2.5 蛋白免疫印迹(Western Blot)检测细胞蛋白表达分别设置空白对照组、消岩汤组(XYT组,60 mg/mL)、阿帕替尼组(Apatinib组,40 μmol/L)以及联合用药组(XYT,60 mg/mL+Apatinib,40 μmol/L),加药处理24 h后收集细胞,每管中加入200 μL配制好的裂解液(RIPA裂解液∶蛋白酶抑制剂∶磷酸酶抑制剂=100∶1∶1),置于冰上裂解30 min,4 ℃离心10 min,取上清液,利用BCA法对蛋白浓度进行检测,并将各组蛋白样本调整为相同浓度,加入等体积的2×蛋白上样缓冲液,混匀,95 ℃变性5 min。将蛋白Maker及各组样品(上样量为40 μg/孔)进行蛋白上样,80 V恒压电泳20~30 min,待溴酚蓝染料跑至分离胶后调整电压为120 V恒压电泳1.5 h,待溴酚蓝染料跑至凝胶最下缘处停止电泳。按照“三明治”法进行转膜,设置恒流200 mA,1~2 h,转膜完成后,取出PVDF膜,根据目的蛋白的分子量范围进行剪膜,加入封闭液,封闭30~60 min,1×TBST洗3次,加入一抗4 ℃孵育过夜,1×TBST洗3次,加入二抗室温孵育1 h,1×TBST洗3次。利用凝胶成像系统曝光显影,并使用Image J软件对不同条带进行光密度分析。对于分子量重合的蛋白条带可利用去除液进行抗体洗脱。
2.6 统计学分析运用SPSS Statistics 21.0软件对实验结果进行分析,计量资料数据结果用均数±标准差(x±s)表示,多组间比较采用单因素方差分析,组间两两比较采用LSD法。P<0.05为差异具有统计学意义。
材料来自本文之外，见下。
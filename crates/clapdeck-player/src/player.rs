// crates/clapdeck-player/src/player.rs
//
// Player owns the whole service layer: the clock store, the sync loop, the
// active range-stop controller, the playback queue, and the one attached
// media resource. The UI talks to this and nothing else.
//
// Host contract:
//   - forward every resource event to handle_event()
//   - drive tick() from the generic per-frame callback, and
//     on_decoded_frame() from the decode-aligned one when tick_mode() asks
//     for it — passing the ResourceToken returned by connect_resource()
//
// The token is how stale callbacks die: reconnecting bumps the connection
// counter, so a callback scheduled against the previous resource no-ops
// instead of touching state it no longer owns.

use clapdeck_core::{SourceCatalog, VideoSource, VideoSubSection};

use crate::arbiter;
use crate::queue::SectionQueue;
use crate::range_stop::RangeStop;
use crate::resource::{MediaEvent, MediaResource};
use crate::store::{ClockState, ClockStore};
use crate::sync::{SyncLoop, TickMode};

/// Identifies one resource connection. Returned by connect_resource and
/// required by the frame entry points; a token from a previous connection
/// makes them no-ops.
#[derive(Clone, Copy, Debug, PartialEq, Eq)]
pub struct ResourceToken(u64);

pub struct Player {
    store:      ClockStore,
    sync:       SyncLoop,
    resource:   Option<Box<dyn MediaResource>>,
    range_stop: Option<RangeStop>,
    queue:      Option<SectionQueue>,

    sources:  Vec<VideoSource>,
    selected: Option<usize>,

    connection: u64,
    /// Duration is often still unsettled right after connect; re-probe once
    /// on the next frame to catch late metadata.
    reprobe_duration: bool,
}

impl Player {
    pub fn new() -> Self {
        Self {
            store:            ClockStore::new(),
            sync:             SyncLoop::new(),
            resource:         None,
            range_stop:       None,
            queue:            None,
            sources:          Vec::new(),
            selected:         None,
            connection:       0,
            reprobe_duration: false,
        }
    }

    pub fn with_catalog(catalog: SourceCatalog) -> Self {
        let mut p = Self::new();
        p.set_sources(catalog.sources);
        p
    }

    // ── Published state ──────────────────────────────────────────────────────

    pub fn state(&self) -> &ClockState {
        self.store.state()
    }

    /// Register a listener invoked synchronously after every store write.
    pub fn subscribe(&mut self, f: impl Fn(&ClockState) + 'static) {
        self.store.subscribe(f);
    }

    pub fn sources(&self) -> &[VideoSource] {
        &self.sources
    }

    pub fn selected_index(&self) -> Option<usize> {
        self.selected
    }

    pub fn selected_source(&self) -> Option<&VideoSource> {
        self.selected.and_then(|i| self.sources.get(i))
    }

    /// True while a queue run is in flight.
    pub fn queue_active(&self) -> bool {
        self.queue.is_some()
    }

    pub fn queue_cursor(&self) -> Option<usize> {
        self.queue.as_ref().map(|q| q.cursor())
    }

    /// The armed range-stop target, if any.
    pub fn range_target(&self) -> Option<f64> {
        self.range_stop.as_ref().map(|rs| rs.target())
    }

    // ── Catalog ──────────────────────────────────────────────────────────────

    pub fn set_sources(&mut self, sources: Vec<VideoSource>) {
        self.sources = sources;
        self.selected = if self.sources.is_empty() { None } else { Some(0) };
    }

    /// Switch the selected source. Sub-range, queue, and range wiring do not
    /// survive a source switch; the host is expected to follow up with
    /// connect_resource for the new url.
    pub fn select_source(&mut self, idx: usize) {
        if idx >= self.sources.len() || self.selected == Some(idx) {
            return;
        }
        self.selected = Some(idx);
        self.stop_sections();
        self.store.set_sub_range(None, None);
    }

    // ── Resource connection ──────────────────────────────────────────────────

    /// Attach a media resource, tearing down the previous bridge first — at
    /// most one bridge is ever live. Idempotent in the sense that connecting
    /// is always safe, whatever was attached before.
    pub fn connect_resource(&mut self, resource: Box<dyn MediaResource>) -> ResourceToken {
        self.sync.clear();
        self.range_stop = None;
        self.queue = None;
        self.connection += 1;

        let pos = arbiter::finite_or_zero(resource.position());
        self.resource = Some(resource);
        self.store.reset_for(pos);

        if let Some(res) = self.resource.as_deref() {
            self.sync.select_mode(res, self.connection);
        }
        self.update_duration();

        // Metadata may already be present (cached loads take this path).
        if self.resource.as_deref().is_some_and(|r| r.metadata_ready()) {
            self.on_loaded_metadata();
        }
        self.reprobe_duration = true;

        ResourceToken(self.connection)
    }

    pub fn disconnect(&mut self) {
        self.sync.clear();
        self.range_stop = None;
        self.queue = None;
        self.store.set_playing_range(false);
        self.resource = None;
        self.connection += 1;
    }

    /// Which frame callback the host should drive for this connection.
    pub fn tick_mode(&self) -> Option<TickMode> {
        self.sync.mode()
    }

    // ── Event bridge ─────────────────────────────────────────────────────────

    /// Entry point for every notification from the attached resource.
    pub fn handle_event(&mut self, ev: MediaEvent) {
        match ev {
            MediaEvent::LoadedMetadata => self.on_loaded_metadata(),
            MediaEvent::LoadedData | MediaEvent::CanPlay | MediaEvent::DurationChanged => {
                self.update_duration();
            }
            MediaEvent::Play => self.sync.start(),
            MediaEvent::Pause => self.on_pause(),
            MediaEvent::Ended => self.sync.stop(),
            // These fire while the user drags the element's own controls —
            // publish immediately so the timeline tracks the drag.
            MediaEvent::Seeking | MediaEvent::Seeked => {
                self.update_duration();
                self.publish_from_media();
            }
            MediaEvent::TimeUpdate => self.publish_from_media(),
        }
    }

    fn on_loaded_metadata(&mut self) {
        self.update_duration();
        // Publish the landing position immediately, bypassing the noise floor.
        if let Some(res) = self.resource.as_deref() {
            let pos = arbiter::finite_or_zero(res.position());
            self.store.publish_media_position(pos);
        }
        if self.resource.as_deref().is_some_and(|r| !r.is_paused() && !r.has_ended()) {
            self.sync.start();
        }
    }

    fn on_pause(&mut self) {
        self.sync.stop();

        let Some(rs) = self.range_stop.as_mut() else { return };
        if rs.consume_pause() {
            // Our own forced pause — the range stop completed. Chain to the
            // next queued section, if any.
            self.range_stop = None;
            let next = self.queue.as_mut().and_then(|q| q.advance().cloned());
            match next {
                Some(sec) => self.start_section(&sec),
                None => self.queue = None,
            }
        } else {
            // User interruption: cancel everything in flight.
            self.range_stop = None;
            self.queue = None;
            self.store.set_playing_range(false);
        }
    }

    /// Duration resolution with the seekable-end fallback: the reported
    /// duration is routinely NaN/0 right after load.
    fn update_duration(&mut self) {
        let Some(res) = self.resource.as_deref() else { return };
        let mut d = res.duration();
        if !d.is_finite() || d <= 0.0 {
            if let Some(end) = res.seekable_end() {
                d = end;
            }
        }
        self.store.set_duration(d); // the store ignores unusable values
    }

    fn publish_from_media(&mut self) {
        if let Some(res) = self.resource.as_deref() {
            arbiter::publish_from_media(&mut self.store, res);
        }
    }

    // ── Frame entry points ───────────────────────────────────────────────────

    /// Generic per-display-frame tick.
    pub fn tick(&mut self, token: ResourceToken) {
        if token.0 != self.connection {
            return; // stale callback from a replaced resource
        }
        if self.reprobe_duration {
            self.reprobe_duration = false;
            self.update_duration();
        }
        self.frame_step(TickMode::DisplayFrames, token);
    }

    /// Decode-frame-aligned tick, for hosts whose resource supports it.
    pub fn on_decoded_frame(&mut self, token: ResourceToken) {
        if token.0 != self.connection {
            return;
        }
        self.frame_step(TickMode::DecodedFrames, token);
    }

    fn frame_step(&mut self, mode: TickMode, token: ResourceToken) {
        if self.sync.accepts(mode, token.0) {
            self.publish_from_media();
        }
        // The range-stop poll rides the same callback mechanism the sync
        // loop selected for this connection.
        if self.sync.mode() == Some(mode) {
            self.poll_range_stop();
        }
    }

    fn poll_range_stop(&mut self) {
        if let (Some(rs), Some(res)) = (self.range_stop.as_mut(), self.resource.as_deref_mut()) {
            if !rs.is_stopped() {
                // A Finished poll pauses the resource; the queue advances
                // when that pause event comes back through handle_event.
                rs.poll(&mut self.store, res);
            }
        }
    }

    // ── Timeline controls ────────────────────────────────────────────────────

    pub fn begin_scrub(&mut self) {
        self.store.begin_scrub();
    }

    pub fn end_scrub(&mut self) {
        self.store.end_scrub();
    }

    /// Timeline-origin position write: publish intent, then let the
    /// arbitration rule decide whether the resource needs the seek.
    pub fn set_position_from_timeline(&mut self, t: f64) {
        self.store.set_position_from_timeline(t);
        if let Some(res) = self.resource.as_deref_mut() {
            arbiter::write_through(&self.store, res);
        }
    }

    pub fn set_sub_in(&mut self, t: Option<f64>) {
        self.store.set_sub_in(t);
    }

    pub fn set_sub_out(&mut self, t: Option<f64>) {
        self.store.set_sub_out(t);
    }

    pub fn set_sub_range(&mut self, a: Option<f64>, b: Option<f64>) {
        self.store.set_sub_range(a, b);
    }

    // ── Sub-section editing (selected source, by index) ──────────────────────

    pub fn add_section(&mut self, name: &str) -> Option<usize> {
        self.selected_source_mut().map(|s| s.add_section(name))
    }

    pub fn set_section_name(&mut self, idx: usize, name: &str) {
        if let Some(s) = self.selected_source_mut() {
            s.set_section_name(idx, name);
        }
    }

    pub fn set_section_tcin(&mut self, idx: usize, text: &str) {
        if let Some(s) = self.selected_source_mut() {
            s.set_section_tcin(idx, text);
        }
    }

    pub fn set_section_tcout(&mut self, idx: usize, text: &str) {
        if let Some(s) = self.selected_source_mut() {
            s.set_section_tcout(idx, text);
        }
    }

    pub fn remove_section(&mut self, idx: usize) {
        if let Some(s) = self.selected_source_mut() {
            s.remove_section(idx);
        }
    }

    fn selected_source_mut(&mut self) -> Option<&mut VideoSource> {
        self.selected.and_then(|i| self.sources.get_mut(i))
    }

    // ── Section playback ─────────────────────────────────────────────────────

    /// Play one sub-section of the selected source. Clears any running queue.
    pub fn play_section(&mut self, idx: usize) {
        let sec = self
            .selected_source()
            .and_then(|s| s.sub_sections.get(idx))
            .cloned();
        let Some(sec) = sec else { return };
        self.queue = None;
        self.start_section(&sec);
    }

    /// Play every valid sub-section of the selected source, in order.
    pub fn play_all_sections(&mut self) {
        let Some(src) = self.selected_source() else { return };
        self.queue = SectionQueue::from_sections(&src.sub_sections);
        let first = self.queue.as_ref().and_then(|q| q.current().cloned());
        if let Some(sec) = first {
            self.start_section(&sec);
        }
    }

    /// Explicitly stop any section/queue playback and clear its wiring.
    pub fn stop_sections(&mut self) {
        self.range_stop = None;
        self.queue = None;
        self.store.set_playing_range(false);
    }

    fn start_section(&mut self, sec: &VideoSubSection) {
        let Some((tcin, tcout)) = sec.bounds() else {
            // Invalid sections can't survive the queue filter, but skipping
            // here keeps a mid-queue surprise from killing the whole run.
            let next = self.queue.as_mut().and_then(|q| q.advance().cloned());
            match next {
                Some(n) => self.start_section(&n),
                None => self.queue = None,
            }
            return;
        };

        let start = self.store.clamp(tcin);
        let target = self.store.clamp(tcout);

        // Arming replaces — and thereby tears down — any prior controller.
        self.range_stop = Some(RangeStop::arm(target));
        self.store.set_playing_range(true);

        let Some(res) = self.resource.as_deref_mut() else {
            self.stop_sections();
            return;
        };
        if let Err(e) = res.set_position(start) {
            crate::clapdeck_log!("[player] section seek deferred: {e}");
        }
        self.store.publish_media_position(start);

        let play = self.resource.as_deref_mut().map(|r| r.play());
        if let Some(Err(e)) = play {
            crate::clapdeck_log!("[player] play rejected: {e}");
            self.stop_sections();
        }
    }
}

impl Default for Player {
    fn default() -> Self {
        Self::new()
    }
}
3 实验结果 3.1 消岩汤对人胃癌MGC-803细胞增殖的影响CCK-8的检测结果显示,消岩汤对人胃癌MGC-803细胞活力具有明显抑制作用,差异具有统计学意义(P<0.05)。不同浓度消岩汤对MGC-803细胞的抑制率显示,消岩汤呈剂量依赖性抑制MGC-803细胞的增殖,通过计算得出消岩汤作用于MGC-803细胞的半抑制浓度(IC50)为63.56 mg/mL。见表 1。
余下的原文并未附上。